Está fora de dúvida que a participação do Bolsonaro em atividades conspirativas feitas às claras e transmitidas em tempo real pelas mídias oficiais do governo seria mais uma causa suficiente para seu afastamento imediato da Presidência da República.
Mas isso, entretanto, não deverá acontecer. Em primeiro lugar, porque o Congresso e o STF, mesmo se provocados a agir, provavelmente não farão mais que discursos grandiloquentes, laudatórios e estéreis em defesa da democracia, da harmonia entre os poderes e blá, blá, blá.
E, mesmo se congressistas e ministros da Suprema Corte decidissem agir, a estas alturas seriam amedrontados e veriam suas capacidades de decisões restringidas pela tutela dos militares.
É conveniente lembrar que o presidente do STF Dias Toffoli tem um general interventor/tutor designado no seu gabinete pelo general Villas Bôas desde setembro de 2018.
Este novo ataque de Bolsonaro às instituições – ainda mais afrontoso, mais grave e mais acintoso que todos os ataques perpetrados anteriormente ao Estado de Direito – pode ser interpretado ou [i] como mostra de fraqueza de um governante que busca novas fontes de poder, ou [ii] como exibição de força, simpatia e apoio dos militares para a escalada militarista, sob a liderança do Exército, rumo à implantação de um regime dos quartéis.
A data escolhida para este atentado que defende o fechamento do Congresso e do STF e a instauração de uma ditadura militar não poderia ser mais simbólica: 19 de abril, dia do Exército brasileiro.
Muito se especula sobre o poder e a força política e institucional de Bolsonaro, assim como acerca de eventuais contradições entre ele, os comandantes militares e os generais do governo.
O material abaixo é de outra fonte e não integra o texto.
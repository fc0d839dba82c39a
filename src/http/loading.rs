//! Reentrant loading-indicator counter.

use std::sync::{Mutex, PoisonError};
use tokio::sync::watch;
use tracing::debug;

use crate::i18n::{Locale, MessageKey};

/// Counts calls that asked for a loading indicator.
///
/// Visibility is published on a watch channel and only changes on the
/// 0 -> 1 and 1 -> 0 transitions.
#[derive(Debug)]
pub struct LoadingCounter {
  count: Mutex<usize>,
  visible: watch::Sender<bool>,
  locale: Locale,
}

impl LoadingCounter {
  pub fn new(locale: Locale) -> Self {
    let (visible, _) = watch::channel(false);
    Self {
      count: Mutex::new(0),
      visible,
      locale,
    }
  }

  pub fn acquire(&self) {
    let mut count = self.count.lock().unwrap_or_else(PoisonError::into_inner);
    *count += 1;
    if *count == 1 {
      debug!(text = self.locale.text(MessageKey::LoadingText), "loading shown");
      self.visible.send_replace(true);
    }
  }

  /// Decrement, floored at zero.
  pub fn release(&self) {
    let mut count = self.count.lock().unwrap_or_else(PoisonError::into_inner);
    if *count == 0 {
      return;
    }
    *count -= 1;
    if *count == 0 {
      debug!("loading hidden");
      self.visible.send_replace(false);
    }
  }

  /// Acquire now, release when the guard drops.
  pub fn guard(&self) -> LoadingGuard<'_> {
    self.acquire();
    LoadingGuard { counter: self }
  }

  pub fn count(&self) -> usize {
    *self.count.lock().unwrap_or_else(PoisonError::into_inner)
  }

  pub fn is_visible(&self) -> bool {
    *self.visible.borrow()
  }

  /// Subscribe to visibility transitions.
  pub fn subscribe(&self) -> watch::Receiver<bool> {
    self.visible.subscribe()
  }
}

impl Default for LoadingCounter {
  fn default() -> Self {
    Self::new(Locale::default())
  }
}

pub struct LoadingGuard<'a> {
  counter: &'a LoadingCounter,
}

impl Drop for LoadingGuard<'_> {
  fn drop(&mut self) {
    self.counter.release();
  }
}
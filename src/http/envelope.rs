use serde::{Deserialize, Serialize};
use serde_json::Value;

/// Business code that marks a successful call, independent of HTTP status.
pub const SUCCESS_CODE: i64 = 200;

/// The `{code, message, data}` wrapper every API response uses.
#[derive(Debug, Clone, PartialEq, Serialize, Deserialize)]
pub struct ApiResponse<T = Value> {
  pub code: i64,
  #[serde(default)]
  pub message: String,
  #[serde(default)]
  pub data: T,
}

impl<T> ApiResponse<T> {
  pub fn is_success(&self) -> bool {
    self.code == SUCCESS_CODE
  }

  /// The server message, or `fallback` when the server sent none.
  pub fn message_or<'a>(&'a self, fallback: &'a str) -> &'a str {
    if self.message.trim().is_empty() {
      fallback
    } else {
      &self.message
    }
  }
}
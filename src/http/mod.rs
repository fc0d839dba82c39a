//! HTTP client for the REST backend.
//!
//! This module provides a request orchestrator that:
//! - Cancels an in-flight request when an identical one is issued
//! - Caches envelope payloads in memory with a per-entry TTL
//! - Retries transport failures after a fixed delay
//! - Keeps a reference-counted loading indicator balanced across calls

mod cache;
mod client;
mod dedup;
mod envelope;
mod error;
mod fingerprint;
mod hooks;
mod loading;
mod options;
mod transport;

#[cfg(test)]
pub(crate) mod testing;

pub use cache::{CacheStats, ResponseCache};
pub use client::{ClientSettings, HttpClient};
pub use dedup::{CancelHandle, CancelReason, PendingRequests};
pub use envelope::{ApiResponse, SUCCESS_CODE};
pub use error::HttpError;
pub use fingerprint::{build_url, Fingerprint};
pub use hooks::{ConsoleNotifier, Navigator, Notifier, TracingNavigator, TracingNotifier};
pub use loading::{LoadingCounter, LoadingGuard};
pub use options::{
  default_validate_status, CacheConfig, CacheOption, CacheStrategy, RequestBody, RequestOptions,
  StatusPredicate,
};
pub use transport::{
  ReqwestTransport, Transport, TransportError, TransportRequest, TransportResponse,
};
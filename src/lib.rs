//! Client library for the Libris book-management backend.

pub mod api;
pub mod config;
pub mod http;
pub mod i18n;
pub mod logging;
O que se pode observar, contudo, é que Bolsonaro e os militares divergem apenas quanto à forma do “cavalão” [apelido do Bolsonaro dos tempos de caserna] fazer as coisas.
Mas os militares [assim como a maioria parlamentar] têm concordância absoluta com a essência da política em curso: entreguista, de submissão aos EUA, de esmagamento do mundo do trabalho, rapinagem e saqueio das riquezas do país, privatização e financeirização da economia e abandono da soberania nacional e de um projeto estratégico de nação.
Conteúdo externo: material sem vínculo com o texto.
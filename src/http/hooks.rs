//! Collaborators the client reports to: user notifications and navigation.

use tracing::{info, warn};

/// Surfaces short success/failure messages to the user.
pub trait Notifier: Send + Sync {
  fn success(&self, message: &str);
  fn error(&self, message: &str);
}

/// Reacts to an expired or missing session.
pub trait Navigator: Send + Sync {
  fn redirect_to_login(&self);
}

/// Routes notifications into the log.
#[derive(Debug, Default, Clone, Copy)]
pub struct TracingNotifier;

impl Notifier for TracingNotifier {
  fn success(&self, message: &str) {
    info!(message, "notify success");
  }

  fn error(&self, message: &str) {
    warn!(message, "notify error");
  }
}

/// Prints notifications to stderr, leaving stdout for command output.
#[derive(Debug, Default, Clone, Copy)]
pub struct ConsoleNotifier;

impl Notifier for ConsoleNotifier {
  fn success(&self, message: &str) {
    info!(message, "notify success");
    eprintln!("✔ {}", message);
  }

  fn error(&self, message: &str) {
    warn!(message, "notify error");
    eprintln!("✘ {}", message);
  }
}

#[derive(Debug, Default, Clone, Copy)]
pub struct TracingNavigator;

impl Navigator for TracingNavigator {
  fn redirect_to_login(&self) {
    warn!("session rejected, login required");
  }
}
Os militares, além disso, e por razões que não vem ao caso desenvolver nesta rápida análise, respeitam Bolsonaro como legítimo comandante supremo das Forças Armadas.
Aliás, se tivessem contradições e impasses que inviabilizassem a continuidade do Bolsonaro, os militares afiançariam seu impeachment e fariam o general Mourão assumir formalmente o cargo – salvo, claro, na eventualidade de restrições deles ao vice.
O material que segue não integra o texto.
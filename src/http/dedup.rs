//! Table of in-flight requests keyed by fingerprint.

use std::collections::HashMap;
use std::sync::atomic::{AtomicU64, Ordering};
use std::sync::{Arc, Mutex, OnceLock, PoisonError};
use tokio_util::sync::CancellationToken;

use super::fingerprint::Fingerprint;

/// Why a pending call was cancelled.
#[derive(Debug, Clone, Copy, PartialEq, Eq)]
pub enum CancelReason {
  /// Superseded by a newer call with the same fingerprint
  Duplicate,
  /// Cancelled explicitly by the caller
  User,
}

/// Cancellation handle for one call. Clones share state; the first reason
/// recorded wins.
#[derive(Debug, Clone)]
pub struct CancelHandle {
  id: u64,
  token: CancellationToken,
  reason: Arc<OnceLock<CancelReason>>,
}

static NEXT_CALL_ID: AtomicU64 = AtomicU64::new(1);

impl CancelHandle {
  pub fn new() -> Self {
    Self {
      id: NEXT_CALL_ID.fetch_add(1, Ordering::Relaxed),
      token: CancellationToken::new(),
      reason: Arc::new(OnceLock::new()),
    }
  }

  pub fn id(&self) -> u64 {
    self.id
  }

  pub fn cancel(&self, reason: CancelReason) {
    let _ = self.reason.set(reason);
    self.token.cancel();
  }

  pub fn reason(&self) -> Option<CancelReason> {
    self.reason.get().copied()
  }

  pub fn is_cancelled(&self) -> bool {
    self.token.is_cancelled()
  }

  /// Resolves once the handle is cancelled.
  pub async fn cancelled(&self) {
    self.token.cancelled().await
  }
}

impl Default for CancelHandle {
  fn default() -> Self {
    Self::new()
  }
}

/// At most one live handle per fingerprint.
#[derive(Debug, Default)]
pub struct PendingRequests {
  entries: Mutex<HashMap<Fingerprint, CancelHandle>>,
}

impl PendingRequests {
  pub fn new() -> Self {
    Self::default()
  }

  fn entries(&self) -> std::sync::MutexGuard<'_, HashMap<Fingerprint, CancelHandle>> {
    self.entries.lock().unwrap_or_else(PoisonError::into_inner)
  }

  /// Register `handle` under `fingerprint`, cancelling whatever was there.
  pub fn register(&self, fingerprint: Fingerprint, handle: CancelHandle) {
    if let Some(previous) = self.entries().insert(fingerprint, handle) {
      previous.cancel(CancelReason::Duplicate);
    }
  }

  /// Cancel and drop the entry for `fingerprint`. No-op when absent.
  pub fn cancel_and_remove(&self, fingerprint: &Fingerprint) -> bool {
    self.cancel_with(fingerprint, CancelReason::Duplicate)
  }

  /// Cancel on behalf of the caller.
  pub fn cancel_with(&self, fingerprint: &Fingerprint, reason: CancelReason) -> bool {
    match self.entries().remove(fingerprint) {
      Some(handle) => {
        handle.cancel(reason);
        true
      }
      None => false,
    }
  }

  /// Drop the entry only if it still belongs to call `id`.
  pub fn remove(&self, fingerprint: &Fingerprint, id: u64) {
    let mut entries = self.entries();
    if entries.get(fingerprint).is_some_and(|h| h.id() == id) {
      entries.remove(fingerprint);
    }
  }

  /// Cancel every pending call. Returns how many were cancelled.
  pub fn cancel_all(&self, reason: CancelReason) -> usize {
    let drained: Vec<CancelHandle> = self.entries().drain().map(|(_, h)| h).collect();
    for handle in &drained {
      handle.cancel(reason);
    }
    drained.len()
  }

  pub fn contains(&self, fingerprint: &Fingerprint) -> bool {
    self.entries().contains_key(fingerprint)
  }

  pub fn len(&self) -> usize {
    self.entries().len()
  }

  pub fn is_empty(&self) -> bool {
    self.entries().is_empty()
  }
}

/// Removes a call's pending entry when the call settles.
pub(crate) struct PendingGuard<'a> {
  table: &'a PendingRequests,
  fingerprint: Fingerprint,
  id: u64,
}

impl<'a> PendingGuard<'a> {
  pub(crate) fn register(
    table: &'a PendingRequests,
    fingerprint: Fingerprint,
    handle: &CancelHandle,
  ) -> Self {
    table.register(fingerprint.clone(), handle.clone());
    Self {
      table,
      fingerprint,
      id: handle.id(),
    }
  }
}

impl Drop for PendingGuard<'_> {
  fn drop(&mut self) {
    self.table.remove(&self.fingerprint, self.id);
  }
}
O atentado do Bolsonaro e da matilha bolsonarista não recebeu nenhuma repreensão dos militares. Até este momento, não se manifestaram oficialmente; no máximo, declararam em off “constrangimento” e “incômodo” [sic] para um jornalista da Globo.
A roda girou, sem que conseguíssemos perceber e captar a tempo o sentido e a direção dos acontecimentos. Diferente do golpe de 1964, em que a ditadura que tomou o poder instalou um Estado de Exceção, desta vez a evolução autoritária e ditatorial segue trajetória inversa.
A corrupção do sistema judicial e político pela organização criminosa de Curitiba [como Gilmar Mendes nomina a Lava Jato] instaurou o Estado de Exceção que garantiu a eleição ilegítima de um governo militar que pode evoluir para uma ditadura militar.
O caos metódico e deliberado produzido pelo bolsonarismo no enfrentamento à pandemia do COVID-19 pode fornecer o substrato ideal para a evolução ditatorial do regime.